2. Every Nobel scientist I have known was religious. Of course that 'religion' was different than most people see religion. Here I'm reminded of the priests I knew at Notre Dame. Not only was their 'religion' much different than what people expected, but it was hard, if not impossible, to understand if you had not done a lot of studying and thinking about religion (and life).
Going back to Mike's point for a moment, I have always wondered why it was possible to imagine a grand designer but impossible or at least extremely difficult, to imagine no designer at all. It seems one would be just as difficult as the other.
I also agree with Mike that Hutchins et al are extreme and add as much to the discussion as the most adherent and unbending religious. In other words, very little. The only defense I can think of for them, is that there have been so many extreme arguments for relgions over the past thousands of years, that the non-religious and atheists need their own extreme arguments. That's all I have.
Oops...I forgot the name of my book...it was "The Death of Determinism." Ah...that's much better.
Re: Mike's comments, I get real nervous when we think we can deduce an intelligent designer from the complexity or enormity of the universe. To me, that is simply projecting a human "masque beyond the planets." Obviously, by intelligence, we mean something intelligible to us humans; otherwise it would be irrational. And design -- ask Steve -- is a human activity. So, to speak of an intelligent designer is to put essentially a human -- albeit, a really really smart one -- at the helm. And so, "we are where we began."

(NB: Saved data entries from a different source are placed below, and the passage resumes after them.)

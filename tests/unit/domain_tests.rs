/// Entity construction and validation rules
use chrono::{Duration, TimeZone, Utc};
use recovery_tracker_mcp::*;

#[cfg(test)]
mod domain_unit_tests {
    use super::*;

    #[test]
    fn test_journey_is_backdated_by_declared_days() {
        let now = Utc.with_ymd_and_hms(2024, 5, 10, 8, 30, 0).unwrap();
        let journey = Journey::new(UserId(1), 12, now).unwrap();

        assert_eq!(journey.start, now - Duration::days(12));
        assert_eq!(journey.created_at, now);
        assert!(journey.is_open());
        assert_eq!(journey.rank_system, None);
        assert_eq!(journey.elapsed_days(now + Duration::hours(23)), 12);
        assert_eq!(journey.elapsed_days(now + Duration::hours(24)), 13);
    }

    #[test]
    fn test_declared_days_parsing() {
        assert_eq!(Journey::parse_declared_days(" 42 ").unwrap(), 42);
        assert_eq!(Journey::parse_declared_days("0").unwrap(), 0);
        assert!(Journey::parse_declared_days("-1").is_err());
        assert!(Journey::parse_declared_days("ten").is_err());
        assert!(Journey::parse_declared_days(&(MAX_DECLARED_DAYS + 1).to_string()).is_err());
    }

    #[test]
    fn test_closed_journey_stops_counting() {
        let now = Utc::now();
        let mut journey = Journey::new(UserId(1), 3, now).unwrap();
        journey.close("  slipped  ", now + Duration::days(2)).unwrap();

        assert!(!journey.is_open());
        assert_eq!(journey.note, "slipped");
        assert_eq!(journey.elapsed_days(now + Duration::days(30)), 5);
    }

    #[test]
    fn test_entry_validation() {
        let now = Utc::now();
        let entry = Entry::new(UserId(2), 7, "  a good day ", now).unwrap();
        assert!(!entry.is_public);
        assert_eq!(entry.text, "a good day");

        assert!(Entry::new(UserId(2), 0, "text", now).is_err());
        assert!(Entry::new(UserId(2), 11, "text", now).is_err());
        assert!(Entry::new(UserId(2), 5, "   ", now).is_err());
        assert!(Entry::new(UserId(2), 5, &"x".repeat(MAX_TEXT_LENGTH + 1), now).is_err());
    }

    #[test]
    fn test_task_lifecycle() {
        let now = Utc::now();
        let definition = TaskDefinition { id: 3, points: 5, prompt_key: "task-drink-water".to_string() };
        let mut task = Task::assign(UserId(4), &definition, None, now);

        assert_eq!(task.task_ref, 3);
        assert!(!task.is_done);
        assert_eq!(task.updated_at, task.created_at);

        task.mark_done(now + Duration::minutes(15));
        assert!(task.is_done);
        assert_eq!(task.updated_at, now + Duration::minutes(15));
    }

    #[test]
    fn test_task_catalog_points() {
        let catalog = TaskCatalog::new(vec![
            TaskDefinition { id: 0, points: 10, prompt_key: "a".to_string() },
            TaskDefinition { id: 1, points: 25, prompt_key: "b".to_string() },
        ]);
        assert_eq!(catalog.points_for(1), 25);
        // retired definitions are worth nothing
        assert_eq!(catalog.points_for(9), 0);
        assert!(catalog.get(9).is_none());
    }

    #[test]
    fn test_username_normalization() {
        assert_eq!(normalize_username("@Quinn"), "Quinn");
        assert_eq!(normalize_username("  river "), "river");
    }

    #[test]
    fn test_entry_scope_parsing() {
        assert_eq!("public".parse::<EntryScope>().unwrap(), EntryScope::Public);
        assert_eq!(EntryScope::Private.privacy_filter(), Some(false));
        assert_eq!(EntryScope::All.privacy_filter(), None);
        assert!("friends".parse::<EntryScope>().is_err());
    }
}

You may find the following casts some light on this, or maybe not:
If you start with the question whether God does or does not exist, you can never reach Him; and if you assert that He does exist, you can reach Him even less than if you assert that He does not exist. A God about whose existence or non-existence you can argue is a thing beside others within the universe of existing things. . . . It is regrettable that scientists believe that they have refuted religion when they rightly have shown that there is no evidence whatsoever for the assumption that such a being exists. Actually, they have not only not refuted religion, but they have done it a considerable service. They have forced it to reconsider and to restate the meaning of the tremendous word “God.” Unfortunately, many theologians make the same mistake. They begin their message with the assertion that there is a highest being called God, whose authoritative revelations they have received. They are more dangerous for religion than the so-called atheistic scientists. They take the first step on the road which inescapably leads to what is called atheism. Theologians, who make of God a highest being who has given some people information about Himself, provoke inescapably the resistance of those who are told they must subject themselves to the authority of this information.

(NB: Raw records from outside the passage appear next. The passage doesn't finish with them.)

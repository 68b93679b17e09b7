/// MCP (Model Context Protocol) message structures and JSON-RPC handling
///
/// This module defines the JSON-RPC message format that MCP clients use
/// to communicate with the recovery tracker server.

use serde::{Deserialize, Serialize};
use serde_json::{Map, Value};

use crate::services::TrackerError;
use crate::storage::StorageError;

/// MCP protocol version we support
pub const MCP_VERSION: &str = "2024-11-05";

/// JSON-RPC 2.0 request message
///
/// Requests without an `id` are notifications and get no response.
#[derive(Debug, Deserialize)]
pub struct JsonRpcRequest {
    /// JSON-RPC version (always "2.0")
    #[allow(dead_code)]
    pub jsonrpc: String,
    /// Unique identifier for this request
    #[serde(default)]
    pub id: Option<Value>,
    /// The method to call (e.g., "tools/call")
    pub method: String,
    /// Parameters for the method call
    pub params: Option<Value>,
}

/// JSON-RPC 2.0 response message
///
/// It contains either a successful result or an error.
#[derive(Debug, Serialize)]
pub struct JsonRpcResponse {
    /// JSON-RPC version (always "2.0")
    pub jsonrpc: String,
    /// Request ID that we're responding to
    pub id: Value,
    /// Successful result (if no error occurred)
    #[serde(skip_serializing_if = "Option::is_none")]
    pub result: Option<Value>,
    /// Error information (if something went wrong)
    #[serde(skip_serializing_if = "Option::is_none")]
    pub error: Option<JsonRpcError>,
}

/// JSON-RPC error information
#[derive(Debug, Serialize)]
pub struct JsonRpcError {
    pub code: i32,
    pub message: String,
    #[serde(skip_serializing_if = "Option::is_none")]
    pub data: Option<Value>,
}

/// MCP tool call parameters
#[derive(Debug, Deserialize)]
pub struct ToolCallParams {
    /// Name of the tool to call (e.g., "checkin_start")
    pub name: String,
    /// Arguments to pass to the tool
    #[serde(default)]
    pub arguments: Map<String, Value>,
}

/// MCP tool call result
#[derive(Debug, Serialize)]
#[serde(rename_all = "camelCase")]
pub struct ToolCallResult {
    /// Tool execution results
    pub content: Vec<ToolContent>,
    /// Whether this is an error result
    pub is_error: bool,
}

/// Content returned by a tool
#[derive(Debug, Serialize)]
pub struct ToolContent {
    /// Type of content (always "text" here)
    #[serde(rename = "type")]
    pub content_type: String,
    pub text: String,
}

/// MCP tool definition
#[derive(Debug, Serialize)]
#[serde(rename_all = "camelCase")]
pub struct ToolDefinition {
    /// Tool name (e.g., "checkin_start")
    pub name: String,
    /// Human-readable description
    pub description: String,
    /// JSON schema for the tool's input parameters
    pub input_schema: Value,
}

/// MCP server capabilities
#[derive(Debug, Serialize)]
pub struct ServerCapabilities {
    #[serde(skip_serializing_if = "Option::is_none")]
    pub tools: Option<ToolsCapability>,
}

/// Tools capability information
#[derive(Debug, Serialize)]
#[serde(rename_all = "camelCase")]
pub struct ToolsCapability {
    /// Whether the tool list can change at runtime
    pub list_changed: bool,
}

/// MCP initialization request
#[derive(Debug, Deserialize)]
#[serde(rename_all = "camelCase")]
pub struct InitializeParams {
    #[serde(default)]
    pub protocol_version: Option<String>,
    #[serde(default)]
    pub client_info: Option<ClientInfo>,
}

/// Information about the MCP client
#[derive(Debug, Deserialize)]
pub struct ClientInfo {
    pub name: String,
    #[serde(default)]
    pub version: Option<String>,
}

/// MCP initialization response
#[derive(Debug, Serialize)]
#[serde(rename_all = "camelCase")]
pub struct InitializeResult {
    pub protocol_version: String,
    pub capabilities: ServerCapabilities,
    pub server_info: ServerInfo,
}

/// Information about our server
#[derive(Debug, Serialize)]
pub struct ServerInfo {
    pub name: String,
    pub version: String,
}

// JSON-RPC error codes
pub mod error_codes {
    /// Parse error - Invalid JSON was received by the server
    pub const PARSE_ERROR: i32 = -32700;
    /// Invalid Request - The JSON sent is not a valid Request object
    pub const INVALID_REQUEST: i32 = -32600;
    /// Method not found - The requested method doesn't exist
    pub const METHOD_NOT_FOUND: i32 = -32601;
    /// Invalid parameters - Method exists but parameters are wrong
    pub const INVALID_PARAMS: i32 = -32602;
    /// Internal error - Internal JSON-RPC error
    pub const INTERNAL_ERROR: i32 = -32603;

    // Application-specific error codes (-32000 to -32099)
    /// Something already exists or is already in progress
    pub const CONFLICT: i32 = -32001;
    /// The journey, task, entry, user or conversation doesn't exist
    pub const NOT_FOUND: i32 = -32002;
    /// Validation error - Input validation failed
    pub const VALIDATION_ERROR: i32 = -32003;
    /// Storage error - Database or storage operation failed
    pub const STORAGE_ERROR: i32 = -32004;
    /// A daily limit was reached
    pub const QUOTA_EXCEEDED: i32 = -32005;
    /// The conversation timed out or was canceled
    pub const CONVERSATION_ENDED: i32 = -32006;
}

impl JsonRpcResponse {
    /// Create a successful response
    pub fn success(id: Value, result: Value) -> Self {
        Self {
            jsonrpc: "2.0".to_string(),
            id,
            result: Some(result),
            error: None,
        }
    }

    /// Create an error response
    pub fn error(id: Value, code: i32, message: String, data: Option<Value>) -> Self {
        Self {
            jsonrpc: "2.0".to_string(),
            id,
            result: None,
            error: Some(JsonRpcError { code, message, data }),
        }
    }
}

impl ToolCallResult {
    /// Create a successful tool result with text content
    pub fn success(text: String) -> Self {
        Self {
            content: vec![ToolContent {
                content_type: "text".to_string(),
                text,
            }],
            is_error: false,
        }
    }

    /// A user-facing message followed by the structured data as JSON
    pub fn with_data<T: Serialize>(text: String, data: &T) -> Result<Self, serde_json::Error> {
        let json = serde_json::to_string_pretty(data)?;
        let mut result = Self::success(text);
        result.content.push(ToolContent {
            content_type: "text".to_string(),
            text: json,
        });
        Ok(result)
    }

    /// Create an error tool result
    pub fn error(error_message: String) -> Self {
        Self {
            content: vec![ToolContent {
                content_type: "text".to_string(),
                text: format!("Error: {}", error_message),
            }],
            is_error: true,
        }
    }
}

/// Map storage errors to JSON-RPC error codes
pub fn storage_error_to_json_rpc_code(error: &StorageError) -> i32 {
    match error {
        StorageError::JourneyNotFound { .. } => error_codes::NOT_FOUND,
        StorageError::EntryNotFound { .. } => error_codes::NOT_FOUND,
        StorageError::TaskNotFound { .. } => error_codes::NOT_FOUND,
        StorageError::Conflict(_) => error_codes::CONFLICT,
        StorageError::Query(_) => error_codes::STORAGE_ERROR,
        StorageError::Connection(_) => error_codes::STORAGE_ERROR,
        StorageError::InvalidData(_) => error_codes::STORAGE_ERROR,
        StorageError::Migration(_) => error_codes::STORAGE_ERROR,
        StorageError::Serialization(_) => error_codes::INTERNAL_ERROR,
    }
}

/// Map engine errors to JSON-RPC error codes
pub fn tracker_error_to_json_rpc_code(error: &TrackerError) -> i32 {
    match error {
        TrackerError::Conflict(_) => error_codes::CONFLICT,
        TrackerError::NotFound(_) => error_codes::NOT_FOUND,
        TrackerError::Validation(_) => error_codes::VALIDATION_ERROR,
        TrackerError::QuotaExceeded(_) => error_codes::QUOTA_EXCEEDED,
        TrackerError::Timeout | TrackerError::Canceled => error_codes::CONVERSATION_ENDED,
        TrackerError::Storage(inner) => storage_error_to_json_rpc_code(inner),
    }
}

Paul Tillich, Theology of Culture, (New York: Oxford University Press, 1959), pp. 4-5.
Myk wins best post or at least best post using Wallace Stevens references. (Now there is someone who knows something about God or, perhaps, knows he knows nothing about God.)
Re: Myk - I agree. (Especially after seeing the video Peter just posted.) And even questioning how "the cold mechanics of the universe" gave rise to self-referential beings assumes that we (or I) have much of an idea of those forces. Perhps it is the inclination of the sum of those forces to move toward such "living" creatures, we just haven't found any others - or we really are extreme statistical anomolies - or some mixture of the two.
Its still puzzling though. "Big Bang" --> Creatures contemplating that event. Weird.